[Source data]
[Start of section]

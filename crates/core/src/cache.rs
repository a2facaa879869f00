//! Bounded memo of blend results keyed by inventory and profile identity.
//!
//! Entries are inserted only after a full scoring pass completes; lookups take
//! a shared read lock. The oldest entry is evicted first.

use std::collections::{HashMap, VecDeque};
use std::sync::{Arc, RwLock};

use crate::domain::chemotype::Inventory;
use crate::domain::output::BlendOutput;
use crate::domain::profile::TargetProfile;

#[derive(Clone, Debug, PartialEq, Eq, Hash)]
pub struct CacheKey {
    pub inventory_fingerprint: String,
    pub profile_key: String,
}

impl CacheKey {
    pub fn new(inventory: &Inventory, profile: &TargetProfile) -> Self {
        Self::from_fingerprint(inventory.fingerprint(), profile)
    }

    pub fn from_fingerprint(inventory_fingerprint: String, profile: &TargetProfile) -> Self {
        Self { inventory_fingerprint, profile_key: profile.cache_key() }
    }
}

#[derive(Debug, Default)]
struct CacheState {
    entries: HashMap<CacheKey, Arc<BlendOutput>>,
    order: VecDeque<CacheKey>,
}

#[derive(Debug)]
pub struct RecommendationCache {
    capacity: usize,
    state: RwLock<CacheState>,
}

impl RecommendationCache {
    pub fn new(capacity: usize) -> Self {
        Self { capacity: capacity.max(1), state: RwLock::new(CacheState::default()) }
    }

    pub fn capacity(&self) -> usize {
        self.capacity
    }

    /// A poisoned lock reads as a miss.
    pub fn get(&self, key: &CacheKey) -> Option<Arc<BlendOutput>> {
        let state = self.state.read().ok()?;
        state.entries.get(key).cloned()
    }

    pub fn insert(&self, key: CacheKey, output: Arc<BlendOutput>) {
        let Ok(mut state) = self.state.write() else {
            return;
        };

        if state.entries.insert(key.clone(), output).is_some() {
            return;
        }
        state.order.push_back(key);
        while state.order.len() > self.capacity {
            if let Some(evicted) = state.order.pop_front() {
                state.entries.remove(&evicted);
            }
        }
    }

    pub fn len(&self) -> usize {
        self.state.read().map(|state| state.entries.len()).unwrap_or(0)
    }

    pub fn is_empty(&self) -> bool {
        self.len() == 0
    }

    pub fn clear(&self) {
        if let Ok(mut state) = self.state.write() {
            state.entries.clear();
            state.order.clear();
        }
    }
}

#[cfg(test)]
mod tests {
    use std::sync::Arc;

    use super::{CacheKey, RecommendationCache};
    use crate::domain::output::{Audit, BlendOutput, EngineErrorCode};
    use crate::intent::IntentInterpreter;

    fn key(fingerprint: &str) -> CacheKey {
        CacheKey::from_fingerprint(fingerprint.to_string(), &IntentInterpreter::default_profile())
    }

    fn output() -> Arc<BlendOutput> {
        Arc::new(BlendOutput::empty(
            IntentInterpreter::default_profile(),
            EngineErrorCode::InsufficientInventory,
            Audit::default(),
        ))
    }

    #[test]
    fn returns_inserted_entries() {
        let cache = RecommendationCache::new(4);
        cache.insert(key("a"), output());

        assert!(cache.get(&key("a")).is_some());
        assert!(cache.get(&key("b")).is_none());
    }

    #[test]
    fn evicts_oldest_entry_past_capacity() {
        let cache = RecommendationCache::new(2);
        cache.insert(key("a"), output());
        cache.insert(key("b"), output());
        cache.insert(key("c"), output());

        assert_eq!(cache.len(), 2);
        assert!(cache.get(&key("a")).is_none());
        assert!(cache.get(&key("c")).is_some());
    }

    #[test]
    fn reinserting_a_key_does_not_grow_the_queue() {
        let cache = RecommendationCache::new(2);
        cache.insert(key("a"), output());
        cache.insert(key("a"), output());
        cache.insert(key("b"), output());

        assert_eq!(cache.len(), 2);
        assert!(cache.get(&key("a")).is_some());
        cache.clear();
        assert!(cache.is_empty());
    }
}
//! Relay between the browser widget and the hosted assistant stack.
//!
//! One streaming endpoint: the widget POSTs its transcript, the relay runs
//! a small tool-calling agent against an OpenAI-compatible completions API
//! plus a hosted knowledge base, and streams the answer back as plain text.

pub mod agent;
pub mod config;
pub mod error;
pub mod http;
pub mod knowledge;
pub mod llm;
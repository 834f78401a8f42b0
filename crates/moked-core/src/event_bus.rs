//! Single-threaded event bus between spawned request jobs and the
//! controller. Jobs push generation-tagged events; the controller drains
//! them once per UI frame and discards anything from a superseded request.

use std::cell::RefCell;
use std::rc::Rc;

/// What happened on a spawned job.
#[derive(Debug, Clone)]
pub enum ChatEventKind {
    /// Response headers received; the typing indicator can clear.
    StreamStarted,
    /// A fragment of streamed answer text.
    StreamDelta(String),
    /// The answer stream ended normally.
    StreamDone,
    /// The request or stream failed (technical reason, log-only).
    StreamFailed(String),
    /// The welcome pacing job says the next line may be revealed.
    WelcomeStep,
}

#[derive(Debug, Clone)]
pub struct ChatEvent {
    /// Generation of the conversation state that produced this event.
    /// Events whose generation is stale are ignored wholesale.
    pub generation: u64,
    pub kind: ChatEventKind,
}

/// Shared event bus — clone-cheap via Rc, single-threaded by design
/// (WASM constraint, same as the rest of the client).
#[derive(Clone, Default)]
pub struct EventBus {
    inner: Rc<RefCell<Vec<ChatEvent>>>,
}

impl EventBus {
    pub fn new() -> Self {
        Self::default()
    }

    /// Publish an event. Called from spawned jobs.
    pub fn emit(&self, event: ChatEvent) {
        self.inner.borrow_mut().push(event);
    }

    /// Drain all pending events. Called by the controller each frame.
    pub fn drain(&self) -> Vec<ChatEvent> {
        std::mem::take(&mut *self.inner.borrow_mut())
    }

    /// Whether anything is waiting (useful for egui repaint triggers).
    pub fn has_pending(&self) -> bool {
        !self.inner.borrow().is_empty()
    }
}
//! Relay transport over the browser `fetch()` API.
//!
//! POSTs the chat request to the relay endpoint and reads the chunked
//! text body through a `ReadableStreamDefaultReader`, decoding bytes
//! incrementally with `TextDecoder` so multi-byte UTF-8 sequences split
//! across chunk boundaries survive.
//!
//! `stream_chat` itself does no I/O: it creates the `AbortController`,
//! spawns the request task, and hands back the event stream. That keeps
//! the abort handle valid from the first instant, before the fetch has
//! even started.

use std::rc::Rc;

use futures::channel::mpsc;
use wasm_bindgen::{JsCast, JsValue};
use wasm_bindgen_futures::JsFuture;
use web_sys::{
    AbortController, AbortSignal, Headers, ReadableStreamDefaultReader, Request, RequestInit,
    Response, TextDecodeOptions, TextDecoder,
};

use moked_core::ports::{AbortHandle, ChatStream, ChatTransport, StreamEvent};
use moked_types::protocol::ChatRequestBody;

pub struct FetchTransport {
    api_url: String,
}

impl FetchTransport {
    pub fn new(api_url: impl Into<String>) -> Self {
        Self {
            api_url: api_url.into(),
        }
    }
}

struct FetchAbort {
    controller: Option<AbortController>,
}

impl AbortHandle for FetchAbort {
    fn abort(&self) {
        if let Some(controller) = &self.controller {
            controller.abort();
        }
    }
}

impl ChatTransport for FetchTransport {
    fn stream_chat(&self, body: ChatRequestBody) -> ChatStream {
        // AbortController construction can only fail in exotic hosts;
        // without one the request simply cannot be cancelled early.
        let controller = AbortController::new().ok();
        let signal = controller.as_ref().map(AbortController::signal);

        let (tx, rx) = mpsc::unbounded();
        let url = self.api_url.clone();
        wasm_bindgen_futures::spawn_local(async move {
            if let Err(reason) = run_request(&url, &body, signal, &tx).await {
                // Receiver may already be gone; nothing to do then.
                let _ = tx.unbounded_send(StreamEvent::Error(reason));
            }
        });

        ChatStream {
            abort: Rc::new(FetchAbort { controller }),
            events: Box::pin(rx),
        }
    }
}

async fn run_request(
    url: &str,
    body: &ChatRequestBody,
    signal: Option<AbortSignal>,
    tx: &mpsc::UnboundedSender<StreamEvent>,
) -> Result<(), String> {
    let payload = serde_json::to_string(body).map_err(|e| format!("encode request: {e}"))?;

    let headers = Headers::new().map_err(js_err)?;
    headers
        .set("Content-Type", "application/json")
        .map_err(js_err)?;

    let init = RequestInit::new();
    init.set_method("POST");
    init.set_headers(&headers);
    init.set_body(&JsValue::from_str(&payload));
    if let Some(signal) = &signal {
        init.set_signal(Some(signal));
    }

    let request = Request::new_with_str_and_init(url, &init).map_err(js_err)?;
    let window = web_sys::window().ok_or_else(|| "no window".to_string())?;
    log::debug!("POST {}", url);
    let resp = JsFuture::from(window.fetch_with_request(&request))
        .await
        .map_err(js_err)?;
    let resp: Response = resp
        .dyn_into()
        .map_err(|_| "fetch returned a non-Response".to_string())?;

    if !resp.ok() {
        return Err(format!("HTTP {}", resp.status()));
    }

    let _ = tx.unbounded_send(StreamEvent::Started);

    let body_stream = resp.body().ok_or_else(|| "response has no body".to_string())?;
    let reader: ReadableStreamDefaultReader = body_stream
        .get_reader()
        .dyn_into()
        .map_err(|_| "body reader unavailable".to_string())?;

    let decoder = TextDecoder::new().map_err(js_err)?;
    let options = TextDecodeOptions::new();
    options.set_stream(true);

    loop {
        let chunk = JsFuture::from(reader.read()).await.map_err(js_err)?;
        let done = js_sys::Reflect::get(&chunk, &JsValue::from_str("done"))
            .map_err(js_err)?
            .as_bool()
            .unwrap_or(true);
        if done {
            break;
        }
        let value = js_sys::Reflect::get(&chunk, &JsValue::from_str("value")).map_err(js_err)?;
        let mut bytes = js_sys::Uint8Array::new(&value).to_vec();
        let text = decoder
            .decode_with_u8_array_and_options(&mut bytes, &options)
            .map_err(js_err)?;
        if text.is_empty() {
            continue;
        }
        if tx.unbounded_send(StreamEvent::Delta(text)).is_err() {
            // Consumer dropped the stream; stop reading.
            return Ok(());
        }
    }

    let _ = tx.unbounded_send(StreamEvent::Done);
    Ok(())
}

fn js_err(e: JsValue) -> String {
    format!("{e:?}")
}
//! Relay configuration, read from the environment at startup.
//!
//! Missing credentials are not fatal at boot: the server comes up and
//! answers every chat request with a 500 until the environment is fixed,
//! which is friendlier to orchestrators than a crash loop.

use std::env;

/// Value some deployment templates ship as a stand-in; treated as unset.
const PLACEHOLDER_KEY: &str = "YOUR_API_KEY";

#[derive(Debug, Clone)]
pub struct RelayConfig {
    /// Key for the OpenAI-compatible completions API.
    pub openai_api_key: String,
    pub openai_api_base: String,
    /// Model driving the agent loop.
    pub model: String,
    /// Key for the hosted knowledge-base assistant.
    pub knowledge_api_key: String,
    pub knowledge_api_base: String,
    /// Assistant name, becomes part of the knowledge-base URL path.
    pub knowledge_assistant: String,
    /// Listen address.
    pub addr: String,
}

impl RelayConfig {
    pub fn from_env() -> Self {
        Self {
            openai_api_key: env::var("OPENAI_API_KEY").unwrap_or_default(),
            openai_api_base: env::var("OPENAI_API_BASE")
                .unwrap_or_else(|_| "https://api.openai.com".to_string()),
            model: env::var("MOKED_MODEL").unwrap_or_else(|_| "gpt-4o-mini".to_string()),
            knowledge_api_key: env::var("KNOWLEDGE_API_KEY").unwrap_or_default(),
            knowledge_api_base: env::var("KNOWLEDGE_API_BASE")
                .unwrap_or_else(|_| "https://prod-1-data.ke.pinecone.io".to_string()),
            knowledge_assistant: env::var("KNOWLEDGE_ASSISTANT")
                .unwrap_or_else(|_| "base".to_string()),
            addr: env::var("MOKED_ADDR").unwrap_or_else(|_| "0.0.0.0:8787".to_string()),
        }
    }

    /// Why chat requests cannot be served right now, if anything.
    /// Checked per request so a fixed environment takes effect on restart
    /// without special casing.
    pub fn credentials_error(&self) -> Option<String> {
        if self.openai_api_key.is_empty() {
            return Some("Missing OPENAI_API_KEY - add it to the environment".to_string());
        }
        if self.knowledge_api_key.is_empty() || self.knowledge_api_key == PLACEHOLDER_KEY {
            return Some("Missing KNOWLEDGE_API_KEY - add it to the environment".to_string());
        }
        None
    }
}
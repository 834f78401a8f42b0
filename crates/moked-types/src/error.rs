use thiserror::Error;

#[derive(Error, Debug, Clone)]
pub enum WidgetError {
    #[error("Network error: {0}")]
    Network(String),

    #[error("Storage error: {0}")]
    Storage(String),

    #[error("Serialization error: {0}")]
    Serialization(String),

    #[error("Stream error: {0}")]
    Stream(String),

    #[error("Cancelled")]
    Cancelled,

    #[error("Configuration error: {0}")]
    Config(String),

    #[error("JS interop error: {0}")]
    JsInterop(String),
}

impl From<serde_json::Error> for WidgetError {
    fn from(e: serde_json::Error) -> Self {
        WidgetError::Serialization(e.to_string())
    }
}
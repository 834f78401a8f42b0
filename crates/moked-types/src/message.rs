use serde::{Deserialize, Serialize};

/// Role in a conversation
#[derive(Debug, Clone, Copy, PartialEq, Eq, Serialize, Deserialize)]
#[serde(rename_all = "lowercase")]
pub enum Role {
    User,
    Assistant,
}

/// A single message in the conversation transcript.
///
/// The `id` exists only for the client's rendering and ordering needs;
/// it never travels over the wire (see [`crate::protocol::WireMessage`]).
#[derive(Debug, Clone, PartialEq, Eq)]
pub struct Message {
    pub role: Role,
    pub content: String,
    pub id: String,
}

impl Message {
    pub fn user(text: impl Into<String>) -> Self {
        Self {
            role: Role::User,
            content: text.into(),
            id: new_message_id(),
        }
    }

    pub fn assistant(text: impl Into<String>) -> Self {
        Self {
            role: Role::Assistant,
            content: text.into(),
            id: new_message_id(),
        }
    }
}

/// Opaque unique token for a message.
pub fn new_message_id() -> String {
    uuid::Uuid::new_v4().simple().to_string()
}
pub mod web;
pub mod unavailable;

pub use web::BrowserStorage;
pub use unavailable::UnavailableStorage;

[End of section]

(Problem details) Your answer consists solely of the lines from the top of the records above through the line that contains "is evicted first.", each echoed exactly.

(Written solution)
filename crates/core/src/cache.rs
repository a2facaa879869f00
//! Bounded memo of blend results keyed by inventory and profile identity.
//!
//! Entries are inserted only after a full scoring pass completes; lookups take
//! a shared read lock. The oldest entry is evicted first.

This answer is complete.